BIG LOSS: He may have contracted it in food stall, says relative

SHAH ALAM: LEPTOSPIROSIS has claimed another victim, this time,  a 21-year-old Universiti Teknologi Mara  Shah Alam student.

Megat Hafiqh Hakimi Zulffrida, the son of Bernama Radio programming head Hakimi Zulffrida Mohd Zain, succumbed to the disease at 10am yesterday after suffering multiple organ failure.

His grandmother, Hasnah Abu Kasim, 72, said Megat, who was her eldest grandson, was admitted to Putrajaya Hospital last Thursday.

"He went into a coma two days later and we did not know for sure where he contracted the disease.

"He was a nice boy.
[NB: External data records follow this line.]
use clap::{Parser, Subcommand};
use serde_json::{json, Value};

#[derive(Parser)]
#[command(name = "multisig-cli")]
#[command(about = "Command-line client for the multisig wallet dashboard", long_about = None)]
struct Cli {
    #[arg(short, long, default_value = "http://localhost:8080")]
    url: String,

    #[command(subcommand)]
    command: Commands,
}

#[derive(Subcommand)]
enum Commands {
    /// Server version, chain and connection state
    Status,
    /// Show the connected accounts
    Session,
    /// Connect the signer, or a watch-only account
    Connect {
        #[arg(long)]
        account: Option<String>,
    },
    /// Disconnect the active account
    Disconnect,
    /// List wallets of the active account
    Wallets {
        #[arg(long)]
        page: Option<u64>,
    },
    /// Deploy a new wallet
    CreateWallet {
        #[arg(long)]
        name: String,
        /// Signer addresses
        #[arg(long, required = true, num_args = 1..)]
        signers: Vec<String>,
        #[arg(long)]
        minimum_approvals: u64,
        #[arg(long)]
        password: String,
        /// Generated by the server when omitted
        #[arg(long)]
        salt: Option<String>,
    },
    /// Show one wallet
    Wallet { wallet: String },
    /// Balance of a wallet in Ether or a token
    Balance {
        wallet: String,
        #[arg(long)]
        token: Option<String>,
    },
    /// Deposit Ether or a token
    Deposit {
        wallet: String,
        amount: String,
        /// wei, gwei, ether, or a decimal count
        #[arg(long, default_value = "ether")]
        unit: String,
        #[arg(long)]
        token: Option<String>,
    },
    /// Lock a USD amount of the wallet balance
    Lock { wallet: String, usd_amount: String },
    /// Unlock a USD amount with the wallet password
    Unlock {
        wallet: String,
        usd_amount: String,
        #[arg(long)]
        password: String,
        #[arg(long)]
        salt: String,
    },
    /// List the tokens of a wallet, or show one
    Tokens {
        wallet: String,
        #[arg(long)]
        token: Option<String>,
        #[arg(long)]
        page: Option<u64>,
    },
    /// Register a token with a wallet
    AddToken { wallet: String, token: String },
    /// Remove a token from a wallet
    RemoveToken { wallet: String, token: String },
    /// List the transactions of a wallet, or show one
    Transactions {
        wallet: String,
        #[arg(long)]
        hash: Option<String>,
        #[arg(long)]
        page: Option<u64>,
    },
    /// Propose a transfer out of a wallet
    Transfer {
        wallet: String,
        to: String,
        amount: String,
        #[arg(long, default_value = "ether")]
        unit: String,
        #[arg(long)]
        token: Option<String>,
    },
    /// Approve, revoke, cancel or execute a wallet transaction
    Act {
        wallet: String,
        hash: String,
        #[arg(value_parser = ["approve", "revoke", "cancel", "execute"])]
        action: String,
    },
    /// Recent activity of a wallet
    Events {
        wallet: String,
        #[arg(long)]
        limit: Option<usize>,
    },
    /// Name, symbol and decimals of tokens
    Metadata {
        #[arg(required = true, num_args = 1..)]
        addresses: Vec<String>,
    },
}

#[tokio::main]
async fn main() -> Result<(), Box<dyn std::error::Error>> {
    let cli = Cli::parse();
    let client = reqwest::Client::new();
    let api = format!("{}/api", cli.url.trim_end_matches('/'));

    let request = match cli.command {
        Commands::Status => client.get(format!("{api}/status")),
        Commands::Session => client.get(format!("{api}/session")),
        Commands::Connect { account } => client
            .post(format!("{api}/session/connect"))
            .json(&json!({ "account": account })),
        Commands::Disconnect => client.post(format!("{api}/session/disconnect")),
        Commands::Wallets { page } => with_page(client.get(format!("{api}/wallets")), page),
        Commands::CreateWallet {
            name,
            signers,
            minimum_approvals,
            password,
            salt,
        } => client.post(format!("{api}/wallets")).json(&json!({
            "name": name,
            "signers": signers,
            "minimum_approvals": minimum_approvals,
            "password": password,
            "salt": salt,
        })),
        Commands::Wallet { wallet } => client.get(format!("{api}/wallets/{wallet}")),
        Commands::Balance { wallet, token } => {
            let request = client.get(format!("{api}/wallets/{wallet}/balance"));
            match token {
                Some(token) => request.query(&[("token", token)]),
                None => request,
            }
        }
        Commands::Deposit {
            wallet,
            amount,
            unit,
            token,
        } => client
            .post(format!("{api}/wallets/{wallet}/deposit"))
            .json(&json!({ "token": token, "amount": amount, "unit": unit })),
        Commands::Lock { wallet, usd_amount } => client
            .post(format!("{api}/wallets/{wallet}/lock"))
            .json(&json!({ "usd_amount": usd_amount })),
        Commands::Unlock {
            wallet,
            usd_amount,
            password,
            salt,
        } => client
            .post(format!("{api}/wallets/{wallet}/unlock"))
            .json(&json!({ "usd_amount": usd_amount, "password": password, "salt": salt })),
        Commands::Tokens { wallet, token, page } => match token {
            Some(token) => client.get(format!("{api}/wallets/{wallet}/tokens/{token}")),
            None => with_page(client.get(format!("{api}/wallets/{wallet}/tokens")), page),
        },
        Commands::AddToken { wallet, token } => client
            .post(format!("{api}/wallets/{wallet}/tokens"))
            .json(&json!({ "token": token })),
        Commands::RemoveToken { wallet, token } => {
            client.delete(format!("{api}/wallets/{wallet}/tokens/{token}"))
        }
        Commands::Transactions { wallet, hash, page } => match hash {
            Some(hash) => client.get(format!("{api}/wallets/{wallet}/transactions/{hash}")),
            None => with_page(client.get(format!("{api}/wallets/{wallet}/transactions")), page),
        },
        Commands::Transfer {
            wallet,
            to,
            amount,
            unit,
            token,
        } => client
            .post(format!("{api}/wallets/{wallet}/transactions"))
            .json(&json!({ "token": token, "to": to, "amount": amount, "unit": unit })),
        Commands::Act {
            wallet,
            hash,
            action,
        } => client.post(format!("{api}/wallets/{wallet}/transactions/{hash}/{action}")),
        Commands::Events { wallet, limit } => {
            let request = client.get(format!("{api}/wallets/{wallet}/events"));
            match limit {
                Some(limit) => request.query(&[("limit", limit)]),
                None => request,
            }
        }
        Commands::Metadata { addresses } => client
            .get(format!("{api}/tokens/metadata"))
            .query(&[("addresses", addresses.join(","))]),
    };

    let res = request.send().await?;
    print_response(res).await
}

fn with_page(request: reqwest::RequestBuilder, page: Option<u64>) -> reqwest::RequestBuilder {
    match page {
        Some(page) => request.query(&[("page", page)]),
        None => request,
    }
}

async fn print_response(res: reqwest::Response) -> Result<(), Box<dyn std::error::Error>> {
    let status = res.status();
    let text = res.text().await?;

    if !status.is_success() {
        eprintln!("Error: dashboard API returned status {}", status);
        match serde_json::from_str::<Value>(&text) {
            Ok(json) => eprintln!("{}", serde_json::to_string_pretty(&json)?),
            Err(_) => eprintln!("Response: {}", text),
        }
        std::process::exit(1);
    }

    let json: Value = serde_json::from_str(&text)?;
    println!("{}", serde_json::to_string_pretty(&json)?);
    Ok(())
}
I will miss him a lot."

She said Megat had just celebrated his birthday on May 18 and had his diploma convocation the following day.

"He had fever at the time, but we thought it was a regular one.

"He even came to our house to take a picture with us after his convocation.

"That was our last picture together."

Megat's grandfather, Mohd Zain Kadir, 73, said he suspected that Megat could have contracted the disease, which is passed through rat urine, in a food stall where he last went for drinks with his friends from university.

"I am disappointed with the level of hygiene in food stalls and eateries here.

"I do not know what our health inspectors are doing.

"In the United States, a restaurant can be closed for a month if a single cockroach is spotted," he said at the Kota Kemuning Muslim cemetery where Megat was buried.

At the cemetery yesterday was Megat's lecturer, Dr Wan Zayana Mohd Yusof.

Wan Zayana, who teaches Transport Design, said Megat, who was pursuing a degree in Industrial Design, was a bright and talented student and that his coursework served as a benchmark for fellow students.

"He came to class on Wednesday last week.

"He already had a fever and was coughing.

"He had a lot of promise and his death is a huge loss."

In Putrajaya, Deputy Health Minister Datuk Seri Dr Hilmi Yahaya said the ministry had yet to receive a report from the hospital over Megat's death.

He said the recent cases of leptospirosis should act as a warning for others to avoid places that were known to be where people contracted the viral infection.

He said the ministry was especially concerned about recreational areas where people have contracted the disease.

"The problem is ongoing because people bring food to these areas and litter, which attracts rats."

Dr Hilmi extended his condolences to Megat's family.